My previous post was a quick image of a Paterson contact printer made of Bakelite used for printing large negatives, which leads me nicely to this post. I restored two very large negatives recently. They were a non-standard size of 6.5 inches by 4.5 inches image below

Heat damaged large format negatives

Heat damaged large format negatives

When i held them up to the light the subject matter seemed to show buildings, hidden underneath all the damage.

Light through the heat damaged, large format negative reveals the image

Light through the heat damaged, large format negative reveals the image

Once scanned with a large format negative attachment on my scanner, I put it through a few processes to eliminate the colour casts and reduce the damage as much as possible, which revealed the image.

Large format negative with lots of heat damage scanned and made into a positive

Large format negative with lots of heat damage scanned and made into a positive

What followed was a few hours of very patient wrinkle removal using a combination of tools, patch, heal, clone and spot heal with content aware selected. The sky was filtered to leave the original toning and grain match was applied.

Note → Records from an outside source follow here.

use std::collections::HashMap;
use std::sync::OnceLock;

use formula_model::{
    BigDecimal, ExpressionNode, FoldArrayDef, FoldDef, Function, NodeKind, Operator, Value,
};

use super::database;
use super::RuleContext;
use crate::error::CompilerResult;
use crate::eval::{parse_criterion, Criterion};

/// Expands a call with the given (already rewritten) arguments. `None` keeps the call as is.
pub type Rule = fn(&mut RuleContext<'_>, &[ExpressionNode]) -> CompilerResult<Option<ExpressionNode>>;

/// Read-only table of rewrite rules keyed by function.
#[derive(Clone, Default)]
pub struct RewriteRules {
    rules: HashMap<Function, Rule>,
}

impl std::fmt::Debug for RewriteRules {
    fn fmt(&self, f: &mut std::fmt::Formatter<'_>) -> std::fmt::Result {
        let mut names: Vec<_> = self.rules.keys().map(|fun| fun.name()).collect();
        names.sort_unstable();
        f.debug_struct("RewriteRules").field("functions", &names).finish()
    }
}

impl RewriteRules {
    /// A table without rules; calls stay native.
    pub fn empty() -> Self {
        Self::default()
    }

    /// The built-in rules, built once per process.
    pub fn standard() -> &'static RewriteRules {
        static STANDARD: OnceLock<RewriteRules> = OnceLock::new();
        STANDARD.get_or_init(|| {
            let mut rules = RewriteRules::empty();
            rules.insert(Function::Sum, sum);
            rules.insert(Function::Product, product);
            rules.insert(Function::Min, min);
            rules.insert(Function::Max, max);
            rules.insert(Function::SumSq, sum_sq);
            rules.insert(Function::And, and);
            rules.insert(Function::Or, or);
            rules.insert(Function::Count, count);
            rules.insert(Function::Average, average);
            rules.insert(Function::VarP, var_p);
            rules.insert(Function::Var, var_s);
            rules.insert(Function::StDevP, st_dev_p);
            rules.insert(Function::StDev, st_dev);
            rules.insert(Function::Match, exact_match);
            rules.insert(Function::SumIf, sum_if);
            rules.insert(Function::CountIf, count_if);
            database::register(&mut rules);
            rules
        })
    }

    pub fn insert(&mut self, fun: Function, rule: Rule) -> &mut Self {
        self.rules.insert(fun, rule);
        self
    }

    pub fn get(&self, fun: Function) -> Option<Rule> {
        self.rules.get(&fun).copied()
    }

    pub fn len(&self) -> usize {
        self.rules.len()
    }

    pub fn is_empty(&self) -> bool {
        self.rules.is_empty()
    }
}

pub(super) fn num(n: i64) -> ExpressionNode {
    ExpressionNode::constant(n)
}

pub(super) fn var(name: &str) -> ExpressionNode {
    ExpressionNode::var(name)
}

pub(super) fn bin(op: Operator, a: ExpressionNode, b: ExpressionNode) -> ExpressionNode {
    ExpressionNode::binary(op, a, b)
}

pub(super) fn call(fun: Function, args: Vec<ExpressionNode>) -> ExpressionNode {
    ExpressionNode::function(fun, args)
}

/// `FOLD(acc = seed; xi: step(acc, xi); elements)`.
fn fold_with(
    cx: &mut RuleContext<'_>,
    args: &[ExpressionNode],
    seed: ExpressionNode,
    def: fn(FoldDef) -> FoldDef,
    step: fn(ExpressionNode, ExpressionNode) -> ExpressionNode,
) -> ExpressionNode {
    let acc = cx.fresh("acc");
    let elt = cx.fresh("xi");
    ExpressionNode::fold(
        def(FoldDef::new(&acc, &elt)),
        seed,
        step(var(&acc), var(&elt)),
        args.to_vec(),
    )
}

fn sum(cx: &mut RuleContext<'_>, args: &[ExpressionNode]) -> CompilerResult<Option<ExpressionNode>> {
    Ok(Some(fold_with(
        cx,
        args,
        num(0),
        |def| def.commutative().numbers(),
        |acc, x| bin(Operator::Add, acc, x),
    )))
}

fn product(cx: &mut RuleContext<'_>, args: &[ExpressionNode]) -> CompilerResult<Option<ExpressionNode>> {
    Ok(Some(fold_with(
        cx,
        args,
        num(0),
        |def| def.from_first().commutative().numbers(),
        |acc, x| bin(Operator::Mul, acc, x),
    )))
}

fn min(cx: &mut RuleContext<'_>, args: &[ExpressionNode]) -> CompilerResult<Option<ExpressionNode>> {
    Ok(Some(fold_with(
        cx,
        args,
        num(0),
        |def| def.from_first().commutative().numbers(),
        |acc, x| bin(Operator::Min, acc, x),
    )))
}

fn max(cx: &mut RuleContext<'_>, args: &[ExpressionNode]) -> CompilerResult<Option<ExpressionNode>> {
    Ok(Some(fold_with(
        cx,
        args,
        num(0),
        |def| def.from_first().commutative().numbers(),
        |acc, x| bin(Operator::Max, acc, x),
    )))
}

fn sum_sq(cx: &mut RuleContext<'_>, args: &[ExpressionNode]) -> CompilerResult<Option<ExpressionNode>> {
    Ok(Some(fold_with(
        cx,
        args,
        num(0),
        |def| def.commutative().numbers(),
        |acc, x| bin(Operator::Add, acc, bin(Operator::Mul, x.clone(), x)),
    )))
}

/// `FOLD_FROM_FIRST(acc = VALUE("#VALUE!"); xi: (acc <> 0) op (xi <> 0); ..) <> 0`. Without a
/// single logical value the seed's `#VALUE!` is the result.
fn logical(
    cx: &mut RuleContext<'_>,
    args: &[ExpressionNode],
    step: fn(ExpressionNode, ExpressionNode) -> ExpressionNode,
) -> ExpressionNode {
    let no_values = call(Function::Value, vec![ExpressionNode::constant("#VALUE!")]);
    let fold = fold_with(
        cx,
        args,
        no_values,
        |def| def.from_first().commutative().logicals(),
        step,
    );
    bin(Operator::Ne, fold, num(0))
}

fn and(cx: &mut RuleContext<'_>, args: &[ExpressionNode]) -> CompilerResult<Option<ExpressionNode>> {
    Ok(Some(logical(cx, args, |acc, x| {
        bin(Operator::Min, bin(Operator::Ne, acc, num(0)), bin(Operator::Ne, x, num(0)))
    })))
}

fn or(cx: &mut RuleContext<'_>, args: &[ExpressionNode]) -> CompilerResult<Option<ExpressionNode>> {
    Ok(Some(logical(cx, args, |acc, x| {
        bin(Operator::Max, bin(Operator::Ne, acc, num(0)), bin(Operator::Ne, x, num(0)))
    })))
}

fn count(_: &mut RuleContext<'_>, args: &[ExpressionNode]) -> CompilerResult<Option<ExpressionNode>> {
    Ok(Some(ExpressionNode::count(args.to_vec())))
}

fn average(_: &mut RuleContext<'_>, args: &[ExpressionNode]) -> CompilerResult<Option<ExpressionNode>> {
    Ok(Some(bin(
        Operator::Div,
        call(Function::Sum, args.to_vec()),
        call(Function::Count, args.to_vec()),
    )))
}

/// `LET(n = COUNT(..); LET(m = SUM(..) / n; FOLD(acc = 0; xi: acc + (xi - m)^2; ..) / (n - k)))`.
///
/// Count and mean are computed once; the deviations take a single pass.
pub(super) fn variance(
    cx: &mut RuleContext<'_>,
    count: ExpressionNode,
    total: ExpressionNode,
    squares: impl FnOnce(&mut RuleContext<'_>, &str) -> ExpressionNode,
    sample: bool,
) -> ExpressionNode {
    let n = cx.fresh("n");
    let m = cx.fresh("m");
    let divisor = if sample {
        bin(Operator::Sub, var(&n), num(1))
    } else {
        var(&n)
    };
    ExpressionNode::let_in(
        &n,
        count,
        ExpressionNode::let_in(
            &m,
            bin(Operator::Div, total, var(&n)),
            bin(Operator::Div, squares(cx, &m), divisor),
        ),
    )
}

/// Fold step adding the squared deviation of `elt` from the mean bound to `mean`.
pub(super) fn squared_deviation(acc: &str, elt: &str, mean: &str) -> ExpressionNode {
    bin(
        Operator::Add,
        var(acc),
        bin(Operator::Pow, bin(Operator::Sub, var(elt), var(mean)), num(2)),
    )
}

fn variance_of(cx: &mut RuleContext<'_>, args: &[ExpressionNode], sample: bool) -> ExpressionNode {
    variance(
        cx,
        call(Function::Count, args.to_vec()),
        call(Function::Sum, args.to_vec()),
        |cx, mean| {
            let acc = cx.fresh("acc");
            let elt = cx.fresh("xi");
            let step = squared_deviation(&acc, &elt, mean);
            ExpressionNode::fold(FoldDef::new(acc, elt).numbers(), num(0), step, args.to_vec())
        },
        sample,
    )
}

fn var_p(cx: &mut RuleContext<'_>, args: &[ExpressionNode]) -> CompilerResult<Option<ExpressionNode>> {
    Ok(Some(variance_of(cx, args, false)))
}

fn var_s(cx: &mut RuleContext<'_>, args: &[ExpressionNode]) -> CompilerResult<Option<ExpressionNode>> {
    Ok(Some(variance_of(cx, args, true)))
}

fn st_dev_p(_: &mut RuleContext<'_>, args: &[ExpressionNode]) -> CompilerResult<Option<ExpressionNode>> {
    Ok(Some(call(Function::Sqrt, vec![call(Function::VarP, args.to_vec())])))
}

fn st_dev(_: &mut RuleContext<'_>, args: &[ExpressionNode]) -> CompilerResult<Option<ExpressionNode>> {
    Ok(Some(call(Function::Sqrt, vec![call(Function::Var, args.to_vec())])))
}

/// `MATCH(value, array, 0)` becomes a positional fold that keeps the first matching index.
/// Other match types stay native.
fn exact_match(cx: &mut RuleContext<'_>, args: &[ExpressionNode]) -> CompilerResult<Option<ExpressionNode>> {
    let [value, array, match_type] = args else {
        return Ok(None);
    };
    let exact = cx
        .constant_of(match_type)
        .and_then(|v| v.as_number().map(BigDecimal::is_zero))
        .unwrap_or(false);
    if !exact {
        return Ok(None);
    }
    let v = cx.fresh("v");
    let found = cx.fresh("m");
    let acc = cx.fresh("acc");
    let elt = cx.fresh("xi");
    let index = cx.fresh("i");
    let step = call(
        Function::If,
        vec![
            bin(Operator::Eq, var(&acc), num(0)),
            call(
                Function::If,
                vec![bin(Operator::Eq, var(&elt), var(&v)), var(&index), num(0)],
            ),
            var(&acc),
        ],
    );
    let fold = fold_array(FoldDef::new(acc, elt), index, num(0), step, vec![array.clone()]);
    let result = call(
        Function::If,
        vec![
            bin(Operator::Eq, var(&found), num(0)),
            call(Function::Na, Vec::new()),
            var(&found),
        ],
    );
    Ok(Some(ExpressionNode::let_in(
        v,
        value.clone(),
        ExpressionNode::let_in(found, fold, result),
    )))
}

pub(super) fn fold_array(
    fold: FoldDef,
    index: String,
    seed: ExpressionNode,
    step: ExpressionNode,
    elements: Vec<ExpressionNode>,
) -> ExpressionNode {
    let mut args = vec![seed, step];
    args.extend(elements);
    ExpressionNode::new(NodeKind::FoldArray(FoldArrayDef { fold, index }), args)
}

/// Test of `subject` against a constant criterion. A number never matches text and vice
/// versa, except under `<>`.
pub(super) fn criterion_test(criterion: &Criterion, subject: ExpressionNode) -> ExpressionNode {
    let compare = bin(
        criterion.op,
        subject.clone(),
        ExpressionNode::constant(criterion.operand.clone()),
    );
    let kind_check = match &criterion.operand {
        Value::Number(_) => Function::IsNumber,
        Value::Text(t) if !t.is_empty() => Function::IsText,
        _ => return compare,
    };
    let mismatch = num(i64::from(criterion.op == Operator::Ne));
    call(
        Function::If,
        vec![call(kind_check, vec![subject]), compare, mismatch],
    )
}

/// Condition on `subject` for a `SUMIF`/`COUNTIF` criteria argument, plus the `LET` binding a
/// run-time criterion is lifted into. Run-time criteria compare for equality.
fn condition(
    cx: &mut RuleContext<'_>,
    criteria: &ExpressionNode,
    subject: ExpressionNode,
) -> (ExpressionNode, Option<(String, ExpressionNode)>) {
    match cx.constant_of(criteria) {
        Some(value) => match parse_criterion(&value) {
            Some(criterion) => (criterion_test(&criterion, subject), None),
            None => (num(1), None),
        },
        None => {
            let name = cx.fresh("crit");
            let test = bin(Operator::Eq, subject, var(&name));
            (test, Some((name, criteria.clone())))
        }
    }
}

fn wrap_let(binding: Option<(String, ExpressionNode)>, body: ExpressionNode) -> ExpressionNode {
    match binding {
        Some((name, value)) => ExpressionNode::let_in(name, value, body),
        None => body,
    }
}

/// `SUMIF(range, criteria[, sum_range])`. With a sum range, the element at the same
/// (row-major) position of the sum range is added.
fn sum_if(cx: &mut RuleContext<'_>, args: &[ExpressionNode]) -> CompilerResult<Option<ExpressionNode>> {
    let (range, criteria, sum_range) = match args {
        [range, criteria] => (range, criteria, None),
        [range, criteria, sum_range] => (range, criteria, Some(sum_range)),
        _ => return Ok(None),
    };
    let acc = cx.fresh("acc");
    let elt = cx.fresh("xi");
    let (test, binding) = condition(cx, criteria, var(&elt));
    let body = match sum_range {
        None => {
            let step = call(
                Function::If,
                vec![
                    test,
                    bin(Operator::Add, var(&acc), call(Function::N, vec![var(&elt)])),
                    var(&acc),
                ],
            );
            ExpressionNode::fold(FoldDef::new(acc, elt).commutative(), num(0), step, vec![range.clone()])
        }
        Some(sum_range) => {
            let values = cx.fresh("s");
            let index = cx.fresh("i");
            let addend = call(
                Function::N,
                vec![call(Function::Index, vec![var(&values), var(&index)])],
            );
            let step = call(
                Function::If,
                vec![test, bin(Operator::Add, var(&acc), addend), var(&acc)],
            );
            ExpressionNode::let_in(
                values,
                sum_range.clone(),
                fold_array(FoldDef::new(acc, elt), index, num(0), step, vec![range.clone()]),
            )
        }
    };
    Ok(Some(wrap_let(binding, body)))
}

fn count_if(cx: &mut RuleContext<'_>, args: &[ExpressionNode]) -> CompilerResult<Option<ExpressionNode>> {
    let [range, criteria] = args else {
        return Ok(None);
    };
    let acc = cx.fresh("acc");
    let elt = cx.fresh("xi");
    let index = cx.fresh("i");
    let (test, binding) = condition(cx, criteria, var(&elt));
    let step = call(
        Function::If,
        vec![test, bin(Operator::Add, var(&acc), num(1)), var(&acc)],
    );
    let body = fold_array(FoldDef::new(acc, elt), index, num(0), step, vec![range.clone()]);
    Ok(Some(wrap_let(binding, body)))
}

Large format negative with heat damage restored into a new positive

Large format negative with heat damage restored into a new positive

The other one turned out great too!

Large format negative with heat damage restored into a new positive

Large format negative with heat damage restored into a new positive

Damage can easily happen to large format negatives. They have more surface area to damage than their tiny counterparts. Large glass plate negatives are especially prone to breaks or cracks. Many images of this type are not displayed or shown, perhaps not deemed worthy of a place in an exhibition. If you are a museum or historical society or archive and have images that are broken or cracked and would like to hire me to help see my special projects page for more information.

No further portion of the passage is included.